Records from a collection
use axum::extract::State;
use axum::Json;
use serde::Deserialize;
use serde_json::{json, Value};
use skyfleet_core::{DispatchError, DispatchRequest, Location};
use tracing::info;

use super::ApiError;
use crate::metrics::DISPATCHES_TOTAL;
use crate::state::AppState;

/// Every field optional so missing ones yield a 400 with a message rather
/// than a deserialization rejection.
#[derive(Debug, Deserialize)]
#[serde(rename_all = "camelCase")]
pub struct StartDeliveryBody {
    #[serde(default)]
    order_id: Option<String>,
    #[serde(default)]
    branch_id: Option<String>,
    #[serde(default)]
    drone_id: Option<String>,
    #[serde(default)]
    start_location: Option<Location>,
    #[serde(default)]
    end_location: Option<Location>,
}

fn map_dispatch_error(err: DispatchError) -> ApiError {
    match err {
        DispatchError::InvalidRequest(msg) => ApiError::bad_request(msg),
        DispatchError::LowBattery { name, battery } => ApiError::bad_request(format!(
            "Drone {} battery too low for delivery ({}%)",
            name, battery
        )),
        DispatchError::NoDroneAvailable => {
            ApiError::not_found("No drone available for delivery")
        }
    }
}

pub async fn start_delivery(
    State(state): State<AppState>,
    Json(body): Json<StartDeliveryBody>,
) -> Result<Json<Value>, ApiError> {
    let order_id = body
        .order_id
        .ok_or_else(|| ApiError::bad_request("Missing required field 'orderId'"))?;
    let start_location = body
        .start_location
        .ok_or_else(|| ApiError::bad_request("Missing required field 'startLocation'"))?;
    let end_location = body
        .end_location
        .ok_or_else(|| ApiError::bad_request("Missing required field 'endLocation'"))?;

    let request = DispatchRequest {
        order_id,
        branch_id: body.branch_id,
        drone_id: body.drone_id,
        start_location,
        end_location,
    };

    match state.coordinator().start_delivery(request).await {
        Ok(dispatched) => {
            DISPATCHES_TOTAL.with_label_values(&["accepted"]).inc();
            info!(
                order_id = %dispatched.handle.order_id,
                drone = %dispatched.drone.name,
                "Delivery started"
            );
            Ok(Json(json!({
                "message": "Delivery started",
                "drone": dispatched.drone,
            })))
        }
        Err(err) => {
            DISPATCHES_TOTAL.with_label_values(&["rejected"]).inc();
            Err(map_dispatch_error(err))
        }
    }
}
pub mod branch;
pub mod config;
pub mod dispatch;
pub mod events;
pub mod fleet;
pub mod flight;
pub mod geo;
pub mod orders;
pub mod testing;

pub use branch::{
    Branch, BranchError, BranchStore, CreateBranchRequest, MemoryBranchStore, UpdateBranchRequest,
};
pub use config::{
    load_config, load_config_from_str, validate_config, Config, ConfigError, FleetConfig,
    OrderServiceConfig, SanitizedConfig, ServerConfig, SimulatorConfig,
};
pub use dispatch::{DispatchCoordinator, DispatchError, DispatchRequest, Dispatched};
pub use events::{DeliveryBroadcaster, DeliveryEvent, FleetEvent, TripStats};
pub use fleet::{
    CreateDroneRequest, Drone, DroneStatus, FleetError, FleetStore, MemoryFleet,
    UpdateDroneRequest,
};
pub use flight::{FlightSimulator, Trip, TripHandle};
pub use geo::{haversine_km, Location};
pub use orders::{HttpOrderStatusClient, OrderClientError, OrderStatus, OrderStatusClient};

## [Work task]
Please count the lines above that hold the string "axum" and reply with the number alone.

## [Task response]
2